All’origine di questo drammatico divario nelle chance di sopravvivenza, che si accompagna a peggiori condizioni di salute nel corso della vita per chi sopravvive, sta la maggiore incidenza della povertà nelle regioni meridionali, ma anche la carente distribuzione dei servizi sanitari, a partire dai pediatri (a livello nazionale mancano all’appello nel sistema sanitario nazionale almeno 1.400 pediatri), che a sua volta si somma a minori risorse educative pubbliche, dagli asili nido al tempo pieno scolastico — più in generale a una dotazione più bassa di infrastrutture sociali, dai consultori, per altro progressivamente smantellati e “asciugati” nel personale e prestazioni sul territorio nazionale, alle assistenti sociali.

Un bambino che vive nel Mezzogiorno, se si ammala, ha un rischio di dover migrare in altre regioni per curarsi più elevato del 70% rispetto a un bambino che vive nel Centro o Nord Italia. Tra i bambini più poveri, su tutto il territorio nazionale, molti non vedono mai un pediatra nel corso dell’anno, perché non c’è il pediatra di base o è sovraccarico.

La scuola a tempo pieno, mensa inclusa, è pressoché assente in gran parte del Mezzogiorno, talvolta a partire dalla scuola per l’infanzia, anche se la povertà alimentare è in crescita soprattutto, anche se non solo, in quelle regioni. Si aggiunga anche la diseguale dotazione a livello sia regionale sia infraterritoriale di cinema, teatri, piscine, centri sportivi, ovvero di risorse non solo sanitarie e scolastiche ma fondamentali per una crescita adeguata e in salute. Sono dati su cui si dovrebbe riflettere quando si parla di autonomia differenziata e di distribuzione delle risorse comuni tra regioni sulla base della spesa storica.
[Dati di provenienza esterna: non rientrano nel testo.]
//! Query-level behaviour of the divide-and-conquer prober.

mod common;

use std::collections::BTreeMap;

use census_core::{PERIODIC_TABLE, PresenceTable};
use census_probe::Prober;
use common::{FakeOptimade, TINY_TABLE, symbols};
use pretty_assertions::assert_eq;
use rstest::rstest;

const URL: &str = "https://optimade.example.org/main";

fn expected(table: &[census_core::Element], held: &[&str]) -> BTreeMap<String, bool> {
    table
        .iter()
        .map(|e| (e.sym.to_string(), held.contains(&e.sym)))
        .collect()
}

#[tokio::test]
async fn single_present_element_among_three() {
    let fake = FakeOptimade::new().holds(URL, &["He"]);
    let outcome = Prober::new(&fake, &TINY_TABLE, 3).probe(URL, None).await;

    assert_eq!(outcome.presence, expected(&TINY_TABLE, &["He"]));
    assert_eq!(
        fake.queries_for(URL),
        symbols(&[&["H", "He", "Li"], &["H"], &["He", "Li"], &["He"], &["Li"]])
    );
    assert_eq!(outcome.stats.requests, 5);
    assert_eq!(outcome.stats.element_slots, 8);
}

#[tokio::test]
async fn seeded_present_elements_are_not_requeried() {
    let fake = FakeOptimade::new().holds(URL, &["H", "Li"]);
    let seed = PresenceTable::Elements(BTreeMap::from([
        ("H".to_string(), true),
        ("He".to_string(), false),
        ("Li".to_string(), false),
    ]));

    let outcome = Prober::new(&fake, &TINY_TABLE, 3)
        .probe(URL, Some(&seed))
        .await;

    assert_eq!(outcome.presence, expected(&TINY_TABLE, &["H", "Li"]));
    let queries = fake.queries_for(URL);
    assert_eq!(queries, symbols(&[&["He", "Li"], &["He"], &["Li"]]));
    assert!(queries.iter().flatten().all(|sym| sym != "H"));
}

#[tokio::test]
async fn sentinel_seed_reprobes_everything() {
    let fake = FakeOptimade::new().holds(URL, &["Li"]);
    let outcome = Prober::new(&fake, &TINY_TABLE, 3)
        .probe(URL, Some(&PresenceTable::AllAbsent))
        .await;

    assert_eq!(outcome.presence, expected(&TINY_TABLE, &["Li"]));
    assert_eq!(fake.queries_for(URL)[0], symbols(&[&["H", "He", "Li"]])[0]);
}

#[rstest]
#[case(1, 118)]
#[case(32, 4)]
#[case(118, 1)]
#[case(500, 1)]
#[tokio::test]
async fn negative_batches_cost_one_query_each(#[case] batch_size: usize, #[case] queries: usize) {
    let fake = FakeOptimade::new().holds(URL, &[]);
    let outcome = Prober::new(&fake, &PERIODIC_TABLE, batch_size)
        .probe(URL, None)
        .await;

    assert_eq!(outcome.stats.requests, queries);
    assert_eq!(outcome.stats.element_slots, 118);
    assert_eq!(outcome.present_count(), 0);
    assert_eq!(outcome.presence.len(), 118);
}

#[rstest]
#[case("H")]
#[case("O")]
#[case("S")]
#[tokio::test]
async fn one_present_in_sixteen_takes_fewer_than_sixteen_queries(#[case] held: &str) {
    let table = &PERIODIC_TABLE[..16];
    let fake = FakeOptimade::new().holds(URL, &[held]);
    let outcome = Prober::new(&fake, table, 16).probe(URL, None).await;

    assert_eq!(outcome.presence, expected(table, &[held]));
    assert!(
        outcome.stats.requests < 16,
        "{} queries for one present element",
        outcome.stats.requests
    );
}

#[rstest]
#[case(&["H"], 1)]
#[case(&["Fe", "O"], 8)]
#[case(&["Fe", "O", "Si", "Al", "Mg", "Ca", "Og"], 32)]
#[case(&["U", "Pu", "Li", "Na", "K", "Cl"], 5)]
#[tokio::test]
async fn every_element_gets_an_exact_decision(#[case] held: &[&str], #[case] batch_size: usize) {
    let fake = FakeOptimade::new().holds(URL, held);
    let outcome = Prober::new(&fake, &PERIODIC_TABLE, batch_size)
        .probe(URL, None)
        .await;

    assert_eq!(outcome.presence, expected(&PERIODIC_TABLE, held));
}

#[tokio::test]
async fn every_element_present_resolves_to_all_true() {
    let all: Vec<&str> = TINY_TABLE.iter().map(|e| e.sym).collect();
    let fake = FakeOptimade::new().holds(URL, &all);
    let outcome = Prober::new(&fake, &TINY_TABLE, 3).probe(URL, None).await;

    assert_eq!(outcome.present_count(), 3);
    // [H,He,Li] -> [H] -> [He,Li] -> [He] -> [Li]
    assert_eq!(outcome.stats.requests, 5);
}

#[tokio::test]
async fn failing_provider_reports_nothing_present() {
    let fake = FakeOptimade::new().holds(URL, &["Fe"]).failing(URL);
    let outcome = Prober::new(&fake, &PERIODIC_TABLE, 32).probe(URL, None).await;

    assert_eq!(outcome.present_count(), 0);
    assert_eq!(outcome.stats.requests, 4);
    assert_eq!(
        PresenceTable::fold(outcome.presence),
        PresenceTable::AllAbsent
    );
}

#[tokio::test]
async fn fully_known_seed_issues_no_queries() {
    let seed = PresenceTable::Elements(
        TINY_TABLE
            .iter()
            .map(|e| (e.sym.to_string(), true))
            .collect(),
    );
    let fake = FakeOptimade::new();
    let outcome = Prober::new(&fake, &TINY_TABLE, 3)
        .probe(URL, Some(&seed))
        .await;

    assert!(fake.queries().is_empty());
    assert_eq!(outcome.present_count(), 3);
    assert!(outcome.stats.avg_time_per_request_ms().abs() < f64::EPSILON);
}

#[tokio::test]
async fn zero_batch_size_behaves_like_one() {
    let fake = FakeOptimade::new().holds(URL, &["He"]);
    let outcome = Prober::new(&fake, &TINY_TABLE, 0).probe(URL, None).await;

    assert_eq!(outcome.stats.requests, 3);
    assert_eq!(outcome.presence, expected(&TINY_TABLE, &["He"]));
}

#[tokio::test]
async fn right_half_is_queried_after_negative_left_half() {
    let fake = FakeOptimade::new().holds(URL, &["Li"]);
    let outcome = Prober::new(&fake, &TINY_TABLE, 3).probe(URL, None).await;

    assert_eq!(outcome.presence, expected(&TINY_TABLE, &["Li"]));
    assert_eq!(
        fake.queries_for(URL),
        symbols(&[&["H", "He", "Li"], &["H"], &["He", "Li"], &["He"], &["Li"]])
    );
}
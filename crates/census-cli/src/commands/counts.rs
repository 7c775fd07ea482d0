use anyhow::Context;
use census_probe::{CountsDriver, write_counts};

use crate::context::AppContext;

/// Handle `census counts`.
pub async fn handle(ctx: &AppContext) -> anyhow::Result<()> {
    let providers = ctx.providers().await?;
    let entries = CountsDriver::new(ctx.client.clone()).run(&providers).await;

    let path = &ctx.config.output.counts_path;
    write_counts(path, &entries)
        .await
        .with_context(|| format!("failed to write counts to {}", path.display()))?;

    tracing::info!(providers = entries.len(), path = %path.display(), "counts written");
    Ok(())
}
Si parla tanto di inverno demografico e della necessità di favorire le scelte positive di fecondità. Ma un Paese che lascia sistematicamente, anche tramite le proprie scelte politiche e amministrative, così tanti bambini e adolescenti privi delle risorse necessarie per crescere adeguatamente se lo merita per intero. Anzi, se lo è preparato sistematicamente da sé.